_What to work on_:
Print out the records below with nothing altered.

_Data shown_:
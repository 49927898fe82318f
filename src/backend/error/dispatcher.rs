/**
 * Failure Dispatcher
 *
 * The single place where a request's failure becomes an HTTP response.
 *
 * # Phases
 *
 * Each failure passes through every phase exactly once:
 *
 * 1. **Classify** - known errors are used as-is (rebound to the registry's
 *    descriptor for their discriminator), driver failures are translated,
 *    anything else becomes an `InternalServerError`
 * 2. **Log** - the sink receives the full, pre-redaction record
 * 3. **Redact** - in production, non-operational failures lose their message,
 *    extra fields and stack
 * 4. **Emit** - the envelope is serialized as JSON with the kind's status
 *
 * The dispatcher never panics. If the envelope cannot be serialized with its
 * extra fields, only the base fields are sent.
 */

use axum::{
    http::{header, HeaderValue, Request, StatusCode},
    response::{IntoResponse, Response},
};
use std::fmt;
use std::sync::Arc;

use crate::backend::error::driver::translate;
use crate::backend::error::failure::Failure;
use crate::backend::error::kind::{ErrorKind, KindRegistry};
use crate::backend::error::sink::{FailureRecord, FailureSink, TracingSink};
use crate::backend::error::types::{ApiError, ToEnvelope};
use crate::shared::config::RuntimeMode;
use crate::shared::envelope::{ErrorEnvelope, FALLBACK_BODY};

/// Message sent in place of a non-operational failure's message in production
pub const REDACTED_MESSAGE: &str = "Internal server error";

/// Request details recorded alongside a failure
#[derive(Debug, Clone, PartialEq, Eq)]
pub struct RequestContext {
    pub method: String,
    pub path: String,
}

impl RequestContext {
    pub fn new(method: impl Into<String>, path: impl Into<String>) -> Self {
        Self {
            method: method.into(),
            path: path.into(),
        }
    }

    pub fn from_request<B>(request: &Request<B>) -> Self {
        Self::new(request.method().as_str(), request.uri().path())
    }
}

/// Terminal failure handler shared by every request
///
/// Built once at startup and shared through `Arc`. It holds no per-request
/// state, so concurrent requests dispatch without coordination.
pub struct FailureDispatcher {
    mode: RuntimeMode,
    registry: KindRegistry,
    sink: Arc<dyn FailureSink>,
}

impl fmt::Debug for FailureDispatcher {
    fn fmt(&self, f: &mut fmt::Formatter<'_>) -> fmt::Result {
        f.debug_struct("FailureDispatcher")
            .field("mode", &self.mode)
            .field("registry", &self.registry)
            .finish_non_exhaustive()
    }
}

impl FailureDispatcher {
    /// Create a dispatcher
    ///
    /// # Arguments
    ///
    /// * `mode` - Runtime mode, fixed for the dispatcher's lifetime
    /// * `registry` - Kinds used to canonicalize known failures
    /// * `sink` - Receiver of pre-redaction failure records
    pub fn new(mode: RuntimeMode, registry: KindRegistry, sink: Arc<dyn FailureSink>) -> Self {
        Self {
            mode,
            registry,
            sink,
        }
    }

    /// Dispatcher over the built-in kinds, logging through `tracing`
    pub fn with_tracing(mode: RuntimeMode) -> Self {
        Self::new(mode, KindRegistry::builtin(), Arc::new(TracingSink))
    }

    pub fn mode(&self) -> RuntimeMode {
        self.mode
    }

    pub fn registry(&self) -> &KindRegistry {
        &self.registry
    }

    /// Resolve a failure into exactly one `ApiError`
    pub fn classify(&self, failure: Failure) -> ApiError {
        match failure {
            Failure::Known(error) => match self.registry.resolve(error.name()) {
                Some(canonical) => error.with_kind(canonical),
                None => {
                    tracing::warn!(kind = error.name(), "failure uses an unregistered error kind");
                    error
                }
            },
            other => classify(other),
        }
    }

    /// Build the outward envelope for a classified error
    pub fn render(&self, error: &ApiError) -> ErrorEnvelope {
        redact(error, self.mode)
    }

    /// Classify, log, redact and emit one failure
    pub fn dispatch(&self, failure: Failure, ctx: &RequestContext) -> Response {
        let error = self.classify(failure);
        self.sink.record(&FailureRecord::capture(&error, ctx));
        let envelope = self.render(&error);
        emit(error.status(), &envelope)
    }
}

/// Classification without a registry; known errors pass through untouched
pub(crate) fn classify(failure: Failure) -> ApiError {
    match failure {
        Failure::Known(error) => error,
        Failure::Driver(driver) => translate(&driver),
        Failure::Unclassified(defect) => {
            let (message, stack) = defect.into_parts();
            ApiError::with_parts(ErrorKind::INTERNAL, message, stack)
        }
    }
}

/// Apply the runtime mode's redaction policy
///
/// Operational errors are always shown as-is and never carry a stack.
/// Non-operational errors are replaced by a generic envelope in production
/// and shown with their stack otherwise.
pub fn redact(error: &ApiError, mode: RuntimeMode) -> ErrorEnvelope {
    if error.is_operational() {
        return error.to_envelope();
    }
    if mode.is_production() {
        ErrorEnvelope::new(error.name(), REDACTED_MESSAGE, error.status_code())
    } else {
        error.to_envelope().with_stack(error.stack().map(str::to_string))
    }
}

/// Serialize an envelope into a JSON response
pub(crate) fn emit(status: StatusCode, envelope: &ErrorEnvelope) -> Response {
    let body = match envelope.to_json_bytes() {
        Ok(body) => body,
        Err(err) => {
            tracing::warn!(
                kind = %envelope.name,
                error = %err,
                "failed to serialize error envelope, sending base fields only"
            );
            envelope
                .base_only()
                .to_json_bytes()
                .unwrap_or_else(|_| FALLBACK_BODY.as_bytes().to_vec())
        }
    };

    (
        status,
        [(header::CONTENT_TYPE, HeaderValue::from_static("application/json"))],
        body,
    )
        .into_response()
}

_Result below_:
repository 49927898fe82318f
filename src/backend/error/dispatcher.rs
/**
 * Failure Dispatcher
 *
 * The single place where a request's failure becomes an HTTP response.
 *
 * # Phases
 *
 * Each failure passes through every phase exactly once:
 *
 * 1. **Classify** - known errors are used as-is (rebound to the registry's
 *    descriptor for their discriminator), driver failures are translated,
 *    anything else becomes an `InternalServerError`
 * 2. **Log** - the sink receives the full, pre-redaction record
 * 3. **Redact** - in production, non-operational failures lose their message,
 *    extra fields and stack
 * 4. **Emit** - the envelope is serialized as JSON with the kind's status
 *
 * The dispatcher never panics. If the envelope cannot be serialized with its
 * extra fields, only the base fields are sent.
 */

use axum::{
    http::{header, HeaderValue, Request, StatusCode},
    response::{IntoResponse, Response},
};
use std::fmt;
use std::sync::Arc;

use crate::backend::error::driver::translate;
use crate::backend::error::failure::Failure;
use crate::backend::error::kind::{ErrorKind, KindRegistry};
use crate::backend::error::sink::{FailureRecord, FailureSink, TracingSink};
use crate::backend::error::types::{ApiError, ToEnvelope};
use crate::shared::config::RuntimeMode;
use crate::shared::envelope::{ErrorEnvelope, FALLBACK_BODY};

/// Message sent in place of a non-operational failure's message in production
pub const REDACTED_MESSAGE: &str = "Internal server error";

/// Request details recorded alongside a failure
#[derive(Debug, Clone, PartialEq, Eq)]
pub struct RequestContext {
    pub method: String,
    pub path: String,
}

impl RequestContext {
    pub fn new(method: impl Into<String>, path: impl Into<String>) -> Self {
        Self {
            method: method.into(),
            path: path.into(),
        }
    }

    pub fn from_request<B>(request: &Request<B>) -> Self {
        Self::new(request.method().as_str(), request.uri().path())
    }
}

/// Terminal failure handler shared by every request
///
/// Built once at startup and shared through `Arc`. It holds no per-request
/// state, so concurrent requests dispatch without coordination.
pub struct FailureDispatcher {
    mode: RuntimeMode,
    registry: KindRegistry,
    sink: Arc<dyn FailureSink>,
}

impl fmt::Debug for FailureDispatcher {
    fn fmt(&self, f: &mut fmt::Formatter<'_>) -> fmt::Result {
        f.debug_struct("FailureDispatcher")
            .field("mode", &self.mode)
            .field("registry", &self.registry)
            .finish_non_exhaustive()
    }
}

impl FailureDispatcher {
    /// Create a dispatcher
    ///
    /// # Arguments
    ///
    /// * `mode` - Runtime mode, fixed for the dispatcher's lifetime
    /// * `registry` - Kinds used to canonicalize known failures
    /// * `sink` - Receiver of pre-redaction failure records
    pub fn new(mode: RuntimeMode, registry: KindRegistry, sink: Arc<dyn FailureSink>) -> Self {
        Self {
            mode,
            registry,
            sink,
        }
    }

    /// Dispatcher over the built-in kinds, logging through `tracing`
    pub fn with_tracing(mode: RuntimeMode) -> Self {
        Self::new(mode, KindRegistry::builtin(), Arc::new(TracingSink))
    }

    pub fn mode(&self) -> RuntimeMode {
        self.mode
    }

    pub fn registry(&self) -> &KindRegistry {
        &self.registry
    }

    /// Resolve a failure into exactly one `ApiError`
    pub fn classify(&self, failure: Failure) -> ApiError {
        match failure {
            Failure::Known(error) => match self.registry.resolve(error.name()) {
                Some(canonical) => error.with_kind(canonical),
                None => {
                    tracing::warn!(kind = error.name(), "failure uses an unregistered error kind");
                    error
                }
            },
            other => classify(other),
        }
    }

    /// Build the outward envelope for a classified error
    pub fn render(&self, error: &ApiError) -> ErrorEnvelope {
        redact(error, self.mode)
    }

    /// Classify, log, redact and emit one failure
    pub fn dispatch(&self, failure: Failure, ctx: &RequestContext) -> Response {
        let error = self.classify(failure);
        self.sink.record(&FailureRecord::capture(&error, ctx));
        let envelope = self.render(&error);
        emit(error.status(), &envelope)
    }
}

/// Classification without a registry; known errors pass through untouched
pub(crate) fn classify(failure: Failure) -> ApiError {
    match failure {
        Failure::Known(error) => error,
        Failure::Driver(driver) => translate(&driver),
        Failure::Unclassified(defect) => {
            let (message, stack) = defect.into_parts();
            ApiError::with_parts(ErrorKind::INTERNAL, message, stack)
        }
    }
}

/// Apply the runtime mode's redaction policy
///
/// Operational errors are always shown as-is and never carry a stack.
/// Non-operational errors are replaced by a generic envelope in production
/// and shown with their stack otherwise.
pub fn redact(error: &ApiError, mode: RuntimeMode) -> ErrorEnvelope {
    if error.is_operational() {
        return error.to_envelope();
    }
    if mode.is_production() {
        ErrorEnvelope::new(error.name(), REDACTED_MESSAGE, error.status_code())
    } else {
        error.to_envelope().with_stack(error.stack().map(str::to_string))
    }
}

/// Serialize an envelope into a JSON response
pub(crate) fn emit(status: StatusCode, envelope: &ErrorEnvelope) -> Response {
    let body = match envelope.to_json_bytes() {
        Ok(body) => body,
        Err(err) => {
            tracing::warn!(
                kind = %envelope.name,
                error = %err,
                "failed to serialize error envelope, sending base fields only"
            );
            envelope
                .base_only()
                .to_json_bytes()
                .unwrap_or_else(|_| FALLBACK_BODY.as_bytes().to_vec())
        }
    };

    (
        status,
        [(header::CONTENT_TYPE, HeaderValue::from_static("application/json"))],
        body,
    )
        .into_response()
}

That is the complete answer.